HOW TO COMPLETE THIS TASK:
Go through the records and count every line that holds "nodes". Only the number belongs in the reply.

(Stored data)
Segment Open

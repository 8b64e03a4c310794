#![allow(dead_code)]

use rand::Rng;
use trianglepath::data::fabricate;
use trianglepath::engines::indexing::{leaf_indices, level_offsets, path_sum};
use trianglepath::{Path, Solution, TriangleData};

/// Triangle with a known best path and sum.
pub struct PlantedCase {
    pub name: &'static str,
    pub data: TriangleData,
    pub path: Path,
    pub best_sum: u64,
    /// Whether `max_sum` is reachable, i.e. a perfect fitness exists.
    pub feasible: bool,
}

/// Cases with a unique optimum: consecutive nodes (all-right path wins), a
/// heavy all-left path, heavy random paths planted in consecutive and random
/// triangles, and a single path of ones in a triangle of zeros.
pub fn planted_cases<R: Rng>(num_levels: usize, rng: &mut R) -> Vec<PlantedCase> {
    let (prev, _) = level_offsets(num_levels);
    let mut cases = Vec::new();

    let consecutive = fabricate(num_levels, false, rng);
    // Larger than any fabricated node, so a planted path is the unique optimum.
    let heavy = consecutive.triangle.len() as u32 + 100;
    let heavy_sum = heavy as u64 * num_levels as u64;

    cases.push(PlantedCase {
        name: "consecutive",
        best_sum: consecutive.max_sum,
        data: consecutive.clone(),
        path: vec![1; num_levels],
        feasible: true,
    });

    let all_left = vec![0; num_levels];
    let mut left = consecutive.clone();
    plant(&mut left.triangle, &all_left, &prev, heavy);
    left.max_sum = heavy_sum;
    cases.push(PlantedCase {
        name: "heavy left",
        data: left,
        path: all_left,
        best_sum: heavy_sum,
        feasible: true,
    });

    for (name, random) in [("planted consecutive", false), ("planted random", true)] {
        let mut data = fabricate(num_levels, random, rng);
        let path: Path = (0..num_levels).map(|_| rng.gen_range(0..2)).collect();
        plant(&mut data.triangle, &path, &prev, heavy);
        data.max_sum = heavy_sum;
        cases.push(PlantedCase {
            name,
            data,
            path,
            best_sum: heavy_sum,
            feasible: true,
        });
    }

    let path: Path = (0..num_levels).map(|_| rng.gen_range(0..2)).collect();
    let mut zeros = consecutive;
    zeros.triangle.iter_mut().for_each(|v| *v = 0);
    plant(&mut zeros.triangle, &path, &prev, 1);
    zeros.max_sum = heavy_sum;
    cases.push(PlantedCase {
        name: "ones in zeros",
        data: zeros,
        path,
        best_sum: num_levels as u64,
        feasible: false,
    });

    cases
}

fn plant(triangle: &mut [u32], path: &[u8], prev: &[usize], value: u32) {
    for index in leaf_indices(path.iter().copied(), prev) {
        triangle[index] = value;
    }
}

/// Asserts the path has the right shape and reproduces the reported sum.
pub fn assert_valid(solution: &Solution, data: &TriangleData) {
    assert_eq!(solution.path.len(), data.num_levels);
    assert!(solution.path.iter().all(|&step| step <= 1));

    let (prev, _) = level_offsets(data.num_levels);
    assert_eq!(
        path_sum(solution.path.iter().copied(), &prev, &data.triangle),
        solution.best_sum,
        "path {:?} does not reproduce sum {}",
        solution.path,
        solution.best_sum
    );
}

/// Best sum 14 through the all-right path; root 1.
pub fn small_triangle() -> TriangleData {
    TriangleData::prepare(1, vec![vec![3, 4], vec![1, 2, 3], vec![4, 5, 6, 7]])
        .expect("fixture is well formed")
}
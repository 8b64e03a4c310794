pub mod text;
pub mod validator;

pub use text::TextConnector;
pub use validator::TriangleValidator;
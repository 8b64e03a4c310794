/// Binary chromosome for the genetic engine.
///
/// A chromosome is a fixed-length sequence of bits. For the triangle problem
/// each bit is one step of a path (`false` = left, `true` = right), so a
/// chromosome and a path have the same shape.
///
/// # Why bits instead of paths directly?
///
/// - **Crossover**: swapping suffixes is plain slice copying
/// - **Mutation**: flipping a bit never produces an invalid path
pub type Chromosome = Vec<bool>;

/// Rows are individuals, columns are bits.
pub type Population = Vec<Chromosome>;

/// Chromosome as path steps (`0`/`1`).
pub fn to_steps(chromosome: &[bool]) -> Vec<u8> {
    chromosome.iter().map(|&bit| bit as u8).collect()
}
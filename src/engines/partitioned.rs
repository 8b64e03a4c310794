use crate::engines::exhaustive::exhaustive;
use crate::engines::indexing::{check_shape, path_count};
use crate::error::{precondition, Result, TrianglePathError};
use crate::types::Solution;
use rayon::prelude::*;
use std::ops::Range;

/// Splits `[0, 2^num_levels)` into `worker_count` contiguous ranges.
///
/// Boundaries are `floor(k * 2^num_levels / worker_count)`, so partition
/// sizes differ by at most one and every partition is non-empty.
pub fn partition_ranges(num_levels: usize, worker_count: usize) -> Result<Vec<Range<u64>>> {
    let total_paths = match path_count(num_levels) {
        Some(count) => count,
        None => return precondition(format!("{} levels exceed the 63-bit path index space", num_levels)),
    };
    if worker_count == 0 || worker_count as u64 > total_paths {
        return precondition(format!(
            "worker count must be between 1 and {}, got {}",
            total_paths, worker_count
        ));
    }

    let limit = |k: usize| (k as u128 * total_paths as u128 / worker_count as u128) as u64;

    Ok((0..worker_count).map(|k| limit(k)..limit(k + 1)).collect())
}

/// Exhaustive search with the path-index space split across workers.
///
/// Each partition is searched independently on a dedicated pool of at most
/// `worker_count` threads; the triangle is shared read-only. Results are
/// collected in partition order and reduced by largest sum, the earliest
/// partition winning ties, so the answer does not depend on completion order.
/// Any failing partition fails the whole search.
pub fn parallel_exhaustive(
    num_levels: usize,
    max_sum: u64,
    triangle: &[u32],
    worker_count: usize,
) -> Result<Solution> {
    check_shape(num_levels, triangle)?;
    let partitions = partition_ranges(num_levels, worker_count)?;

    let threads = std::thread::available_parallelism()
        .map(|n| n.get())
        .unwrap_or(1)
        .min(worker_count);

    let pool = rayon::ThreadPoolBuilder::new()
        .num_threads(threads)
        .thread_name(|i| format!("exhaustive-{}", i))
        .build()
        .map_err(|e| TrianglePathError::Worker(format!("Failed to build worker pool: {}", e)))?;

    log::debug!(
        "Searching {} partitions of a {} level triangle on {} threads",
        partitions.len(),
        num_levels,
        threads
    );

    let results: Vec<Result<Solution>> = pool.install(|| {
        partitions
            .into_par_iter()
            .map(|range| exhaustive(num_levels, max_sum, triangle, range))
            .collect()
    });

    reduce_partitions(results)
}

/// Best solution over per-partition results given in partition order.
///
/// The first error fails the whole search; ties keep the earliest partition.
fn reduce_partitions(results: Vec<Result<Solution>>) -> Result<Solution> {
    let mut best: Option<Solution> = None;
    for result in results {
        let candidate = result?;
        if best.as_ref().map_or(true, |current| candidate.best_sum > current.best_sum) {
            best = Some(candidate);
        }
    }

    best.ok_or_else(|| TrianglePathError::Worker("No partition produced a result".to_string()))
}
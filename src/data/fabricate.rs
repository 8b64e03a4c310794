use crate::engines::indexing::{level_max_sum, node_count};
use crate::types::TriangleData;
use rand::Rng;

/// Synthetic triangle with `num_levels` levels and root node 1.
///
/// With `random` false the nodes are `1..=n` left to right, so the rightmost
/// node is the largest on every level and the all-right path reaches
/// `max_sum`. With `random` true the nodes are drawn from `10..100`.
pub fn fabricate<R: Rng>(num_levels: usize, random: bool, rng: &mut R) -> TriangleData {
    let n = node_count(num_levels);

    let triangle: Vec<u32> = if random {
        (0..n).map(|_| rng.gen_range(10..100)).collect()
    } else {
        (1..=n as u32).collect()
    };

    TriangleData {
        root_node: 1,
        num_levels,
        max_sum: level_max_sum(&triangle, num_levels),
        triangle,
    }
}
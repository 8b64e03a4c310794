use crate::engines::indexing::{check_shape, level_offsets};
use crate::error::Result;
use crate::types::Solution;

/// Optimal path by collapsing levels from the bottom up.
///
/// Totals are widened to `u64` on load. For every position of every level but
/// the last, `took_right[level][j]` records whether the best continuation from
/// node `j` goes to the right child; ties go left. The path is rebuilt by
/// walking those choices from the top.
pub fn bottom_up(num_levels: usize, triangle: &[u32]) -> Result<Solution> {
    check_shape(num_levels, triangle)?;

    let (prev_counts, counts) = level_offsets(num_levels);

    let bottom = num_levels - 1;
    let start = prev_counts[bottom];
    let mut totals: Vec<u64> = triangle[start..start + counts[bottom]]
        .iter()
        .map(|&v| v as u64)
        .collect();

    let mut took_right: Vec<Vec<bool>> = vec![Vec::new(); bottom];

    for level in (0..bottom).rev() {
        let start = prev_counts[level];
        let nodes = &triangle[start..start + counts[level]];

        let mut sides = Vec::with_capacity(nodes.len());
        let collapsed = totals
            .windows(2)
            .zip(nodes)
            .map(|(pair, &node)| {
                let right = pair[1] > pair[0];
                sides.push(right);
                pair[right as usize] + node as u64
            })
            .collect();

        took_right[level] = sides;
        totals = collapsed;
    }

    // The root chooses between the two nodes of the first level.
    let first = (totals[1] > totals[0]) as u8;
    let best_sum = totals[first as usize];

    let mut path = Vec::with_capacity(num_levels);
    path.push(first);

    let mut position = first as usize;
    for sides in &took_right {
        let step = sides[position] as u8;
        path.push(step);
        position += step as usize;
    }

    Ok(Solution::new(best_sum, path))
}

/// Largest path sum only, without path reconstruction.
pub fn bottom_up_sum(num_levels: usize, triangle: &[u32]) -> Result<u64> {
    check_shape(num_levels, triangle)?;

    let (prev_counts, counts) = level_offsets(num_levels);

    let bottom = num_levels - 1;
    let start = prev_counts[bottom];
    let mut totals: Vec<u64> = triangle[start..start + counts[bottom]]
        .iter()
        .map(|&v| v as u64)
        .collect();

    for level in (0..bottom).rev() {
        let start = prev_counts[level];
        totals = totals
            .windows(2)
            .zip(&triangle[start..start + counts[level]])
            .map(|(pair, &node)| pair[0].max(pair[1]) + node as u64)
            .collect();
    }

    Ok(totals.into_iter().max().unwrap_or(0))
}
use serde::{Deserialize, Serialize};

/// One binary decision per level, top to bottom: 0 = left child, 1 = right child.
pub type Path = Vec<u8>;

/// Best path found by a solver.
///
/// `best_sum` covers the triangle below the root only; the root node is
/// added by the caller when reporting.
#[derive(Debug, Clone, PartialEq, Eq, Serialize, Deserialize)]
pub struct Solution {
    pub best_sum: u64,
    pub path: Path,
}

impl Solution {
    pub fn new(best_sum: u64, path: Path) -> Self {
        Self { best_sum, path }
    }

    /// Path rendered as a string of `0`/`1` characters.
    pub fn path_string(&self) -> String {
        self.path.iter().map(|step| if *step == 0 { '0' } else { '1' }).collect()
    }
}

/// Prepared triangle beneath a root node.
#[derive(Debug, Clone, PartialEq, Eq, Serialize, Deserialize)]
pub struct TriangleData {
    pub root_node: u32,
    pub num_levels: usize,
    /// Sum of the maximum node of every level. Upper bound on any path sum,
    /// not necessarily reachable.
    pub max_sum: u64,
    /// Leaf nodes, left to right and top to bottom.
    pub triangle: Vec<u32>,
}
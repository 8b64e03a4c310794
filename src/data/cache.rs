use crate::data::connectors::TextConnector;
use crate::error::{precondition, Result};
use crate::types::TriangleData;
use std::path::{Path, PathBuf};

/// Extension of the prepared sidecar written next to a `.txt` source.
pub const SIDECAR_EXTENSION: &str = "prepared.json";

/// Path of the prepared sidecar for a text source: `tri.txt` -> `tri.prepared.json`.
pub fn sidecar_path<P: AsRef<Path>>(source: P) -> PathBuf {
    source.as_ref().with_extension(SIDECAR_EXTENSION)
}

/// Load a previously prepared triangle.
pub fn load_prepared<P: AsRef<Path>>(path: P) -> Result<TriangleData> {
    let contents = std::fs::read_to_string(path)?;
    Ok(serde_json::from_str(&contents)?)
}

/// Write a prepared triangle.
pub fn save_prepared<P: AsRef<Path>>(path: P, data: &TriangleData) -> Result<()> {
    std::fs::write(path, serde_json::to_string(data)?)?;
    Ok(())
}

/// Reuse the sidecar of `source` when present, otherwise parse the text file
/// and write the sidecar for the next run.
pub fn load_or_prepare<P: AsRef<Path>>(source: P) -> Result<TriangleData> {
    let source = source.as_ref();
    if source.extension().and_then(|e| e.to_str()) != Some("txt") {
        return precondition(format!("expected a path to a .txt file, got {}", source.display()));
    }

    let target = sidecar_path(source);
    if target.is_file() {
        log::info!("Data is already prepared: {}", target.display());
        return load_prepared(&target);
    }

    let data = TextConnector::load(source)?;
    save_prepared(&target, &data)?;
    log::info!("File saved: {}", target.display());

    Ok(data)
}
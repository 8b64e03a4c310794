use super::traits::ConfigSection;
use crate::error::TrianglePathError;
use serde::{Deserialize, Serialize};

#[derive(Debug, Clone, PartialEq, Serialize, Deserialize)]
#[serde(default)]
pub struct GeneticConfig {
    /// Chromosomes per generation. Must be even, since crossover pairs rows.
    pub population_size: usize,
    pub max_generations: usize,
    /// Probability that a pair of chromosomes exchanges bit suffixes.
    pub crossover_probability: f64,
    /// Probability that a single bit is flipped.
    pub mutation_probability: f64,
    /// Minimum satisfactory fitness; the run stops as soon as it is reached.
    pub fitness_threshold: f64,
    pub seed: Option<u64>,
}

impl Default for GeneticConfig {
    fn default() -> Self {
        Self {
            population_size: 100,
            max_generations: 101,
            crossover_probability: 0.7,
            mutation_probability: 0.05,
            fitness_threshold: 1.0,
            seed: None,
        }
    }
}

impl ConfigSection for GeneticConfig {
    fn section_name() -> &'static str {
        "genetic"
    }

    fn validate(&self) -> Result<(), TrianglePathError> {
        if self.population_size == 0 || self.population_size % 2 != 0 {
            return Err(TrianglePathError::Configuration(format!(
                "Population size must be even and positive, got {}",
                self.population_size
            )));
        }
        if !(self.crossover_probability > 0.0 && self.crossover_probability < 1.0) {
            return Err(TrianglePathError::Configuration(
                "Crossover probability must be strictly between 0 and 1".to_string()
            ));
        }
        if !(self.mutation_probability > 0.0 && self.mutation_probability < 1.0) {
            return Err(TrianglePathError::Configuration(
                "Mutation probability must be strictly between 0 and 1".to_string()
            ));
        }
        if !(0.0..=1.0).contains(&self.fitness_threshold) {
            return Err(TrianglePathError::Configuration(
                "Fitness threshold must be between 0 and 1".to_string()
            ));
        }
        Ok(())
    }
}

Segment Closed

SOLUTION:
8